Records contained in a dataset
________________

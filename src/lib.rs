//! # selfcert - Self-Signed CA and Server Certificates in Pure Rust
//!
//! selfcert issues X.509 certificates with the RustCrypto libraries. It
//! creates a self-signed RSA certificate authority, keeps that CA current
//! (serial number and expiry), and signs server certificates with it, either
//! for a freshly generated key pair or for an externally supplied PKCS#10
//! certificate signing request.
//!
//! ## Supported Formats
//!
//! - **Keys**: RSA only. PKCS#1 (`RSA PRIVATE KEY`) and PKCS#8 (`PRIVATE KEY`)
//!   are read, PKCS#1 is written.
//! - **Certificates and CSRs**: PEM, or raw DER when a file holds no PEM block.
//!
//! ## Quick Start
//!
//! ### Creating a CA and a Server Certificate
//!
//! ```rust,no_run
//! use selfcert::{
//!     ca::{self, CaParams},
//!     cert::{extensions::SubjectAltName, params::DistinguishedName},
//!     server::{self, ServerParams},
//! };
//!
//! # fn main() -> Result<(), selfcert::error::SelfCertError> {
//! let ca = ca::create(
//!     &CaParams::builder()
//!         .subject(
//!             DistinguishedName::builder()
//!                 .common_name("Example CA".to_string())
//!                 .country(vec!["JP".to_string()])
//!                 .build(),
//!         )
//!         .build(),
//! )?;
//!
//! let server = server::issue_new(
//!     &ca,
//!     &ServerParams::builder()
//!         .serial_number(2)
//!         .subject(
//!             DistinguishedName::builder()
//!                 .common_name("www.example.jp".to_string())
//!                 .build(),
//!         )
//!         .subject_alt_names(SubjectAltName {
//!             dns_names: vec!["www.example.jp".to_string()],
//!             ..Default::default()
//!         })
//!         .build(),
//! )?;
//!
//! println!("{}", server.cert.to_pem()?);
//! println!("{}", server.key.to_pkcs1_pem()?);
//! # Ok(())
//! # }
//! ```
//!
//! ### Signing a Certificate Request
//!
//! ```rust,no_run
//! use selfcert::{cert::CertificateWithPrivateKey, csr::CertificateRequest, server};
//!
//! # fn main() -> Result<(), Box<dyn std::error::Error>> {
//! let ca = CertificateWithPrivateKey::load(
//!     &std::fs::read("ca.crt")?,
//!     &std::fs::read_to_string("ca.key")?,
//! )?;
//! let csr = CertificateRequest::from_pem_or_der(&std::fs::read("server.csr")?)?;
//! let cert = server::issue_from_csr(&ca, &csr, &server::CsrParams::builder().build())?;
//! std::fs::write("server.crt", cert.to_pem()?)?;
//! # Ok(())
//! # }
//! ```
//!
//! ## Error Handling
//!
//! ```rust
//! use selfcert::{error::SelfCertError, key::KeyPair};
//!
//! match KeyPair::import_from_pem("invalid pem data") {
//!     Ok(_) => println!("Key imported successfully"),
//!     Err(SelfCertError::DecodingError(msg)) => println!("Failed to decode key: {}", msg),
//!     Err(SelfCertError::InvalidInput(msg)) => println!("Invalid input: {}", msg),
//!     Err(e) => println!("Other error: {}", e),
//! }
//! ```
//!
//! ## Module Organization
//!
//! - [`ca`]: Creating and updating the self-signed CA
//! - [`server`]: Issuing server certificates from new keys or CSRs
//! - [`csr`]: Certificate signing request decoding, verification and creation
//! - [`key`]: RSA key generation, import/export, signing and verification
//! - [`cert`]: Certificate encoding/decoding, extensions, names and serials
//! - [`issuer`]: The signing step shared by every issuance path
//! - [`error`]: Error types
//! - [`tbs_certificate`]: Low-level certificate structure manipulation
//! - [`pem_utils`]: PEM block helpers

pub mod ca;
pub mod cert;
pub mod csr;
pub mod error;
pub mod issuer;
pub mod key;
pub mod pem_utils;
pub mod server;
pub mod tbs_certificate;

________________

WHAT YOU SHOULD DO: The data must be given again in full, exactly as written.

RESULT:
filename src/lib.rs
//! # selfcert - Self-Signed CA and Server Certificates in Pure Rust
//!
//! selfcert issues X.509 certificates with the RustCrypto libraries. It
//! creates a self-signed RSA certificate authority, keeps that CA current
//! (serial number and expiry), and signs server certificates with it, either
//! for a freshly generated key pair or for an externally supplied PKCS#10
//! certificate signing request.
//!
//! ## Supported Formats
//!
//! - **Keys**: RSA only. PKCS#1 (`RSA PRIVATE KEY`) and PKCS#8 (`PRIVATE KEY`)
//!   are read, PKCS#1 is written.
//! - **Certificates and CSRs**: PEM, or raw DER when a file holds no PEM block.
//!
//! ## Quick Start
//!
//! ### Creating a CA and a Server Certificate
//!
//! ```rust,no_run
//! use selfcert::{
//!     ca::{self, CaParams},
//!     cert::{extensions::SubjectAltName, params::DistinguishedName},
//!     server::{self, ServerParams},
//! };
//!
//! # fn main() -> Result<(), selfcert::error::SelfCertError> {
//! let ca = ca::create(
//!     &CaParams::builder()
//!         .subject(
//!             DistinguishedName::builder()
//!                 .common_name("Example CA".to_string())
//!                 .country(vec!["JP".to_string()])
//!                 .build(),
//!         )
//!         .build(),
//! )?;
//!
//! let server = server::issue_new(
//!     &ca,
//!     &ServerParams::builder()
//!         .serial_number(2)
//!         .subject(
//!             DistinguishedName::builder()
//!                 .common_name("www.example.jp".to_string())
//!                 .build(),
//!         )
//!         .subject_alt_names(SubjectAltName {
//!             dns_names: vec!["www.example.jp".to_string()],
//!             ..Default::default()
//!         })
//!         .build(),
//! )?;
//!
//! println!("{}", server.cert.to_pem()?);
//! println!("{}", server.key.to_pkcs1_pem()?);
//! # Ok(())
//! # }
//! ```
//!
//! ### Signing a Certificate Request
//!
//! ```rust,no_run
//! use selfcert::{cert::CertificateWithPrivateKey, csr::CertificateRequest, server};
//!
//! # fn main() -> Result<(), Box<dyn std::error::Error>> {
//! let ca = CertificateWithPrivateKey::load(
//!     &std::fs::read("ca.crt")?,
//!     &std::fs::read_to_string("ca.key")?,
//! )?;
//! let csr = CertificateRequest::from_pem_or_der(&std::fs::read("server.csr")?)?;
//! let cert = server::issue_from_csr(&ca, &csr, &server::CsrParams::builder().build())?;
//! std::fs::write("server.crt", cert.to_pem()?)?;
//! # Ok(())
//! # }
//! ```
//!
//! ## Error Handling
//!
//! ```rust
//! use selfcert::{error::SelfCertError, key::KeyPair};
//!
//! match KeyPair::import_from_pem("invalid pem data") {
//!     Ok(_) => println!("Key imported successfully"),
//!     Err(SelfCertError::DecodingError(msg)) => println!("Failed to decode key: {}", msg),
//!     Err(SelfCertError::InvalidInput(msg)) => println!("Invalid input: {}", msg),
//!     Err(e) => println!("Other error: {}", e),
//! }
//! ```
//!
//! ## Module Organization
//!
//! - [`ca`]: Creating and updating the self-signed CA
//! - [`server`]: Issuing server certificates from new keys or CSRs
//! - [`csr`]: Certificate signing request decoding, verification and creation
//! - [`key`]: RSA key generation, import/export, signing and verification
//! - [`cert`]: Certificate encoding/decoding, extensions, names and serials
//! - [`issuer`]: The signing step shared by every issuance path
//! - [`error`]: Error types
//! - [`tbs_certificate`]: Low-level certificate structure manipulation
//! - [`pem_utils`]: PEM block helpers

pub mod ca;
pub mod cert;
pub mod csr;
pub mod error;
pub mod issuer;
pub mod key;
pub mod pem_utils;
pub mod server;
pub mod tbs_certificate;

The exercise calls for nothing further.